Over the following couple of seasons Rod turned his whole farming operation around to focus on boxes delivered to Hepburn, Castlemaine, Ballarat and Melbourne. In the same way that centralised markets reward monocultural specialisation, box schemes demand diversity from the farmer. The fact that Rod turned his relatively large production scale around to supply that diversity was testament to his skills as a farmer. Rod’s fields were rough and ready even by organic standards, full of weeds and some produce not making the grade but the productivity from limited and often erratic input of skilled labour was truly amazing.

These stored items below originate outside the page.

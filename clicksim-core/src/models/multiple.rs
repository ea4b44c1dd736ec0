//! Probabilistic delegation — each call is handed to one child picked at random.

use rand::{Rng, RngCore};

use crate::documents::{ClickMask, Documents};
use crate::error::ClickModelError;

use super::{click_child, ClickModel};

/// Absolute tolerance when checking that probabilities sum to one.
pub const PROBABILITY_SUM_TOLERANCE: f64 = 1e-5;

/// Delegates each call to exactly one child, chosen with the configured probability.
///
/// Selection draws `u` uniformly from `[0, 1)` and picks the first child whose
/// cumulative probability is strictly greater than `u`. A draw landing exactly
/// on a cumulative boundary therefore goes to the next child. Children with
/// probability zero are legal and never selected.
pub struct MultipleClickModel {
    click_models: Vec<Box<dyn ClickModel>>,
    probabilities: Vec<f64>,
    cumulative: Vec<f64>,
}

impl MultipleClickModel {
    pub fn new(
        click_models: Vec<Box<dyn ClickModel>>,
        probabilities: Vec<f64>,
    ) -> Result<Self, ClickModelError> {
        if click_models.len() != probabilities.len() {
            return Err(ClickModelError::ProbabilityCountMismatch {
                models: click_models.len(),
                probabilities: probabilities.len(),
            });
        }
        if click_models.is_empty() {
            return Err(ClickModelError::EmptyModelList { model: "multiple" });
        }
        if let Some((index, &value)) = probabilities
            .iter()
            .enumerate()
            .find(|(_, p)| !p.is_finite() || **p < 0.0)
        {
            return Err(ClickModelError::InvalidProbability { index, value });
        }

        let cumulative: Vec<f64> = probabilities
            .iter()
            .scan(0.0, |acc, &p| {
                *acc += p;
                Some(*acc)
            })
            .collect();
        let sum = cumulative.last().copied().unwrap_or(0.0);
        if (sum - 1.0).abs() > PROBABILITY_SUM_TOLERANCE {
            return Err(ClickModelError::ProbabilitiesDoNotSumToOne { probabilities, sum });
        }

        Ok(Self {
            click_models,
            probabilities,
            cumulative,
        })
    }

    pub fn probabilities(&self) -> &[f64] {
        &self.probabilities
    }

    pub fn len(&self) -> usize {
        self.click_models.len()
    }

    pub fn is_empty(&self) -> bool {
        self.click_models.is_empty()
    }

    /// Index of the child that handles draw `u`.
    ///
    /// Probabilities may sum to slightly less than one; a draw past the last
    /// cumulative value goes to the last child that can be selected at all.
    fn select(&self, u: f64) -> usize {
        self.cumulative
            .iter()
            .position(|&c| u < c)
            .or_else(|| self.probabilities.iter().rposition(|&p| p > 0.0))
            .unwrap_or(0)
    }
}

impl ClickModel for MultipleClickModel {
    fn name(&self) -> &str {
        "multiple"
    }

    fn click(
        &self,
        documents: &Documents<'_>,
        rng: &mut dyn RngCore,
    ) -> Result<ClickMask, ClickModelError> {
        let u: f64 = rng.gen();
        let index = self.select(u);
        let child = &self.click_models[index];
        tracing::debug!(draw = u, index, model = child.name(), "delegating click");
        click_child(child.as_ref(), documents, rng)
    }
}
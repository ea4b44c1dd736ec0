//! Padding-aware wrapper — padded list positions stay masked.
//!
//! Batched slates are padded to a common length with a sentinel relevance.
//! Those positions were never shown to anyone, so they must come out as
//! masked (-1) rather than as a click or a skip.

use rand::RngCore;

use crate::documents::{ClickLabel, ClickMask, Documents};
use crate::error::ClickModelError;

use super::{click_child, ClickModel};

/// Relevance value marking a padded document.
pub const DEFAULT_PADDING_VALUE: f64 = -1.0;

/// Runs a nested model, then masks every document whose relevance equals `padding_value`.
pub struct MaskPaddedClickModel {
    click_model: Box<dyn ClickModel>,
    padding_value: f64,
}

impl MaskPaddedClickModel {
    pub fn new(click_model: Box<dyn ClickModel>) -> Self {
        Self::with_padding_value(click_model, DEFAULT_PADDING_VALUE)
    }

    pub fn with_padding_value(click_model: Box<dyn ClickModel>, padding_value: f64) -> Self {
        Self {
            click_model,
            padding_value,
        }
    }

    pub fn padding_value(&self) -> f64 {
        self.padding_value
    }
}

impl ClickModel for MaskPaddedClickModel {
    fn name(&self) -> &str {
        "mask_padded"
    }

    fn click(
        &self,
        documents: &Documents<'_>,
        rng: &mut dyn RngCore,
    ) -> Result<ClickMask, ClickModelError> {
        let mut mask = click_child(self.click_model.as_ref(), documents, rng)?;
        for (i, &relevance) in documents.relevance().iter().enumerate() {
            if relevance == self.padding_value {
                mask.set(i, ClickLabel::Masked);
            }
        }
        Ok(mask)
    }
}
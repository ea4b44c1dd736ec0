//! Tracing subscriber initialization for the clicksim binary.
//!
//! # Priority (highest to lowest)
//!
//! 1. `CLICKSIM_LOG` env var (per-target directives, e.g. `clicksim_core=debug,warn`)
//! 2. `RUST_LOG` env var
//! 3. CLI flags (`-v` → debug, `-q` → error)
//! 4. Default level: `warn`

use tracing::Level;
use tracing_subscriber::fmt;
use tracing_subscriber::prelude::*;
use tracing_subscriber::EnvFilter;

/// Verbosity level derived from CLI flags.
#[derive(Debug, Clone, Copy, PartialEq, Eq)]
pub enum Verbosity {
    Quiet,
    Normal,
    Verbose,
}

impl Verbosity {
    /// Verbose wins when both flags are set.
    pub fn from_flags(verbose: bool, quiet: bool) -> Self {
        if verbose {
            Self::Verbose
        } else if quiet {
            Self::Quiet
        } else {
            Self::Normal
        }
    }

    pub fn default_level(self) -> Level {
        match self {
            Self::Quiet => Level::ERROR,
            Self::Normal => Level::WARN,
            Self::Verbose => Level::DEBUG,
        }
    }
}

/// Install the global stderr subscriber. Call once, first thing in `main`.
pub fn init_subscriber(verbosity: Verbosity) {
    let fmt_layer = fmt::layer()
        .with_writer(std::io::stderr)
        .with_target(true)
        .without_time()
        .compact();

    tracing_subscriber::registry()
        .with(build_env_filter(verbosity))
        .with(fmt_layer)
        .init();
}

fn build_env_filter(verbosity: Verbosity) -> EnvFilter {
    for var in ["CLICKSIM_LOG", "RUST_LOG"] {
        if let Ok(directives) = std::env::var(var) {
            if let Ok(filter) = EnvFilter::try_new(&directives) {
                return filter;
            }
        }
    }
    EnvFilter::new(verbosity.default_level().as_str().to_lowercase())
}
//! PostgreSQL implementation of the URL repository.

use async_trait::async_trait;
use serde_json::json;
use sqlx::PgPool;
use std::sync::Arc;

use crate::domain::entities::UrlRecord;
use crate::domain::repositories::UrlRepository;
use crate::error::AppError;

/// PostgreSQL repository for URL records.
///
/// Ids come from the `urls.id` BIGSERIAL sequence, so concurrent inserts
/// never receive the same id.
pub struct PgUrlRepository {
    pool: Arc<PgPool>,
}

impl PgUrlRepository {
    /// Creates a new repository with a database connection pool.
    pub fn new(pool: Arc<PgPool>) -> Self {
        Self { pool }
    }
}

#[async_trait]
impl UrlRepository for PgUrlRepository {
    async fn insert(&self, long_url: &str) -> Result<i64, AppError> {
        let id = sqlx::query_scalar::<_, i64>(
            "INSERT INTO urls (long_url) VALUES ($1) RETURNING id",
        )
        .bind(long_url)
        .fetch_one(self.pool.as_ref())
        .await?;

        Ok(id)
    }

    async fn assign_code(&self, id: i64, code: &str) -> Result<(), AppError> {
        let result = sqlx::query("UPDATE urls SET short_url = $1 WHERE id = $2")
            .bind(code)
            .bind(id)
            .execute(self.pool.as_ref())
            .await?;

        if result.rows_affected() == 0 {
            return Err(AppError::not_found(
                "URL record not found",
                json!({ "id": id }),
            ));
        }

        Ok(())
    }

    async fn find_by_code(&self, code: &str) -> Result<Option<UrlRecord>, AppError> {
        let record = sqlx::query_as::<_, UrlRecord>(
            r#"
            SELECT id, long_url, short_url, click_count, created_at
            FROM urls
            WHERE short_url = $1
            "#,
        )
        .bind(code)
        .fetch_optional(self.pool.as_ref())
        .await?;

        Ok(record)
    }

    async fn increment_clicks(&self, code: &str) -> Result<bool, AppError> {
        let result = sqlx::query("UPDATE urls SET click_count = click_count + 1 WHERE short_url = $1")
            .bind(code)
            .execute(self.pool.as_ref())
            .await?;

        Ok(result.rows_affected() > 0)
    }

    async fn health_check(&self) -> bool {
        sqlx::query_scalar::<_, i32>("SELECT 1")
            .fetch_one(self.pool.as_ref())
            .await
            .is_ok()
    }
}
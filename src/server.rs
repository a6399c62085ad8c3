//! HTTP server initialization and runtime setup.
//!
//! Handles database connections, cache setup, worker spawning, and Axum server lifecycle.

use crate::application::services::{Registrar, Resolver, ServiceSettings};
use crate::config::Config;
use crate::domain::click_worker::run_click_worker;
use crate::domain::repositories::UrlRepository;
use crate::infrastructure::cache::{CacheService, NullCache, RedisCache};
use crate::infrastructure::persistence::PgUrlRepository;
use crate::routes::app_router;
use crate::state::AppState;

use anyhow::{Context, Result};
use axum::ServiceExt;
use axum::extract::Request;
use sqlx::PgPool;
use sqlx::postgres::PgPoolOptions;
use std::net::SocketAddr;
use std::sync::Arc;
use std::time::Duration;
use tokio::sync::mpsc;

/// Runs the HTTP server with the given configuration.
///
/// Initializes:
/// - PostgreSQL connection pool
/// - Apply migrations
/// - Redis cache (or NullCache fallback)
/// - Background click worker
/// - Axum HTTP server with graceful shutdown
///
/// # Errors
///
/// Returns an error if:
/// - Database connection or migration fails
/// - Server bind fails
/// - Server runtime error occurs
pub async fn run(config: Config) -> Result<()> {
    let pool = connect_pool(&config).await?;
    tracing::info!("Connected to database");

    sqlx::migrate!("./migrations")
        .run(&pool)
        .await
        .context("Failed to run migrations")?;

    let settings = ServiceSettings::from(&config);
    let cache = connect_cache(&config, settings.cache_ttl).await;

    let repository: Arc<dyn UrlRepository> = Arc::new(PgUrlRepository::new(Arc::new(pool)));

    let (click_tx, click_rx) = mpsc::channel(config.click_queue_capacity);
    let worker = tokio::spawn(run_click_worker(
        click_rx,
        repository.clone(),
        config.click_worker_concurrency,
        settings.store_timeout,
    ));
    tracing::info!("Click worker started");

    let registrar = Arc::new(Registrar::new(repository.clone(), cache.clone(), settings));
    let resolver = Arc::new(Resolver::new(repository, cache.clone(), click_tx, settings));
    let state = AppState::new(registrar, resolver, cache, &config.public_base_url);

    let app = app_router(state, &config.cors_allowed_origins);

    let addr: SocketAddr = config.listen_addr.parse()?;
    let listener = tokio::net::TcpListener::bind(addr).await?;
    tracing::info!("Listening on http://{addr}");

    axum::serve(
        listener,
        ServiceExt::<Request>::into_make_service_with_connect_info::<SocketAddr>(app),
    )
    .with_graceful_shutdown(shutdown_signal())
    .await?;

    // the router, and with it the last click sender, is gone once serve returns
    let grace = Duration::from_secs(config.shutdown_timeout_seconds);
    match tokio::time::timeout(grace, worker).await {
        Ok(_) => tracing::info!("Server exited cleanly"),
        Err(_) => tracing::warn!("Click worker did not drain within {}s", grace.as_secs()),
    }

    Ok(())
}

async fn connect_pool(config: &Config) -> Result<PgPool> {
    PgPoolOptions::new()
        .max_connections(config.db_max_connections)
        .acquire_timeout(Duration::from_secs(config.db_connect_timeout))
        .idle_timeout(Duration::from_secs(config.db_idle_timeout))
        .max_lifetime(Duration::from_secs(config.db_max_lifetime))
        .connect(&config.database_url)
        .await
        .context("Failed to connect to database")
}

async fn connect_cache(config: &Config, default_ttl: Duration) -> Arc<dyn CacheService> {
    let Some(redis_url) = &config.redis_url else {
        tracing::info!("Cache disabled (NullCache)");
        return Arc::new(NullCache::new());
    };

    match RedisCache::connect(redis_url, default_ttl).await {
        Ok(redis) => {
            tracing::info!("Cache enabled (Redis)");
            Arc::new(redis)
        }
        Err(e) => {
            tracing::warn!("Failed to connect to Redis: {}. Using NullCache.", e);
            Arc::new(NullCache::new())
        }
    }
}

/// Resolves on Ctrl-C or, on Unix, SIGTERM.
async fn shutdown_signal() {
    let ctrl_c = async {
        if let Err(e) = tokio::signal::ctrl_c().await {
            tracing::error!("Failed to listen for Ctrl-C: {}", e);
            std::future::pending::<()>().await;
        }
    };

    #[cfg(unix)]
    let terminate = async {
        match tokio::signal::unix::signal(tokio::signal::unix::SignalKind::terminate()) {
            Ok(mut sig) => {
                sig.recv().await;
            }
            Err(e) => {
                tracing::error!("Failed to listen for SIGTERM: {}", e);
                std::future::pending::<()>().await;
            }
        }
    };

    #[cfg(not(unix))]
    let terminate = std::future::pending::<()>();

    tokio::select! {
        _ = ctrl_c => {},
        _ = terminate => {},
    }

    tracing::info!("Shutting down server...");
}
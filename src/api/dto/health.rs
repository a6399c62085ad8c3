//! DTOs for health check endpoint.

use serde::Serialize;

/// Health check response with component status.
#[derive(Debug, Serialize)]
pub struct HealthResponse {
    pub status: String,
    pub version: String,
    pub checks: HealthChecks,
}

/// Health status for each system component.
#[derive(Debug, Serialize)]
pub struct HealthChecks {
    pub database: CheckStatus,
    pub click_queue: CheckStatus,
    pub cache: CheckStatus,
}

/// Individual component health status.
#[derive(Debug, Serialize)]
pub struct CheckStatus {
    pub status: String,

    #[serde(skip_serializing_if = "Option::is_none")]
    pub message: Option<String>,
}

impl CheckStatus {
    pub fn ok(message: impl Into<String>) -> Self {
        Self {
            status: "ok".to_string(),
            message: Some(message.into()),
        }
    }

    pub fn error(message: impl Into<String>) -> Self {
        Self {
            status: "error".to_string(),
            message: Some(message.into()),
        }
    }

    pub fn is_ok(&self) -> bool {
        self.status == "ok"
    }
}
//! Infrastructure layer for external integrations.
//!
//! This layer implements interfaces defined by the domain layer, providing
//! concrete implementations for data persistence and caching.
//!
//! # Modules
//!
//! - [`cache`] - Caching abstractions (Redis and no-op implementations)
//! - [`persistence`] - PostgreSQL repository implementations

pub mod cache;
pub mod persistence;
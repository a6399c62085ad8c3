//! HTTP request/response tracing middleware.

use tower_http::LatencyUnit;
use tower_http::classify::{ServerErrorsAsFailures, SharedClassifier};
use tower_http::trace::{DefaultMakeSpan, DefaultOnFailure, DefaultOnResponse, TraceLayer};
use tracing::Level;

/// Creates the request logging layer.
///
/// Each request gets an `INFO` span with method, URI and version. The
/// response is logged with its status and latency in milliseconds; 5xx
/// responses are additionally logged at `WARN`.
///
/// ```text
/// INFO request{method=GET uri=/2Bi version=HTTP/1.1}: finished processing request latency=3 ms status=308
/// ```
pub fn layer() -> TraceLayer<SharedClassifier<ServerErrorsAsFailures>> {
    TraceLayer::new_for_http()
        .make_span_with(DefaultMakeSpan::new().level(Level::INFO))
        .on_response(
            DefaultOnResponse::new()
                .level(Level::INFO)
                .latency_unit(LatencyUnit::Millis),
        )
        .on_failure(
            DefaultOnFailure::new()
                .level(Level::WARN)
                .latency_unit(LatencyUnit::Millis),
        )
}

Rod in 2005 at the IFOAM conference doing an Aussie farmer skit. Photo: David Holmgren

Apart from extra needs for catering for events and courses, we have always grown our own produce without the fuel and gadgets (Rod’s term for farm equipment) that sustained Rod’s farming operation but there were years where in disgust I thought I should give up and just buy from Rod. Whatever the season and the weather Rod just kept on delivering and at the end of the season the weedy fields full of left over veg was good to fatten the sheep after the gleaners had their share. My personal comparison with Rod led me to assert that I am probably a better ecological builder than ecological farmer but I know what the world needs more. We have enough buildings already but we need to eat each day.

On council Rod was a mover and a shaker, using his deep experience with negotiation and decision making, process and protocol to good effect but in a context very different from the parochial years on Creswick council in his youth. He championed a Climate Change and Peak Oil policy for Hepburn Shire, the second in the state and a number of other pioneering initiatives at a time when Hepburn was becoming famous for the first community owned wind farm in Australia.

After Viv died tragically in the Samoan tsunami in 2009 Rod poured himself into local council, and as mayor contributed to the growth of the local food culture as central to the tourist economy of the region. In 2011 he managed to get funding for an Energy Descent Action Plan for Hepburn shire but Rod’s vision and the consultancy that I delivered in response were too radical even for our progressive environmentally aware community.

On the home front Rod began to focus on the future with development of Viv’s Lang Road property and a vision for the farm into the future. After leaving council Rod threw himself into a farm redevelopment plan at the same time as he was active in the Greens, supporting his daughter Steph’s candidacy, and even stood for the Greens in the seat of Ripon.

He did try to engage me in a farm planning process but with my focus on teaching and writing, Rod couldn’t wait and in typical style he whipped up cabins, an autonomous power system, new fencing, a farm processing shed and other infrastructure necessary following the formal division of the farm between the three brothers following Maurice’s death. It was only around this time that I discovered my good mate had originally trained as a diesel mechanic and that his ability with machines was more than rudimentary but like everything else if a vehicle or machine was working, Rod’s energy was focused elsewhere. If machinery failed, like sheep getting into the crops, Rod could just cut his loses and move on.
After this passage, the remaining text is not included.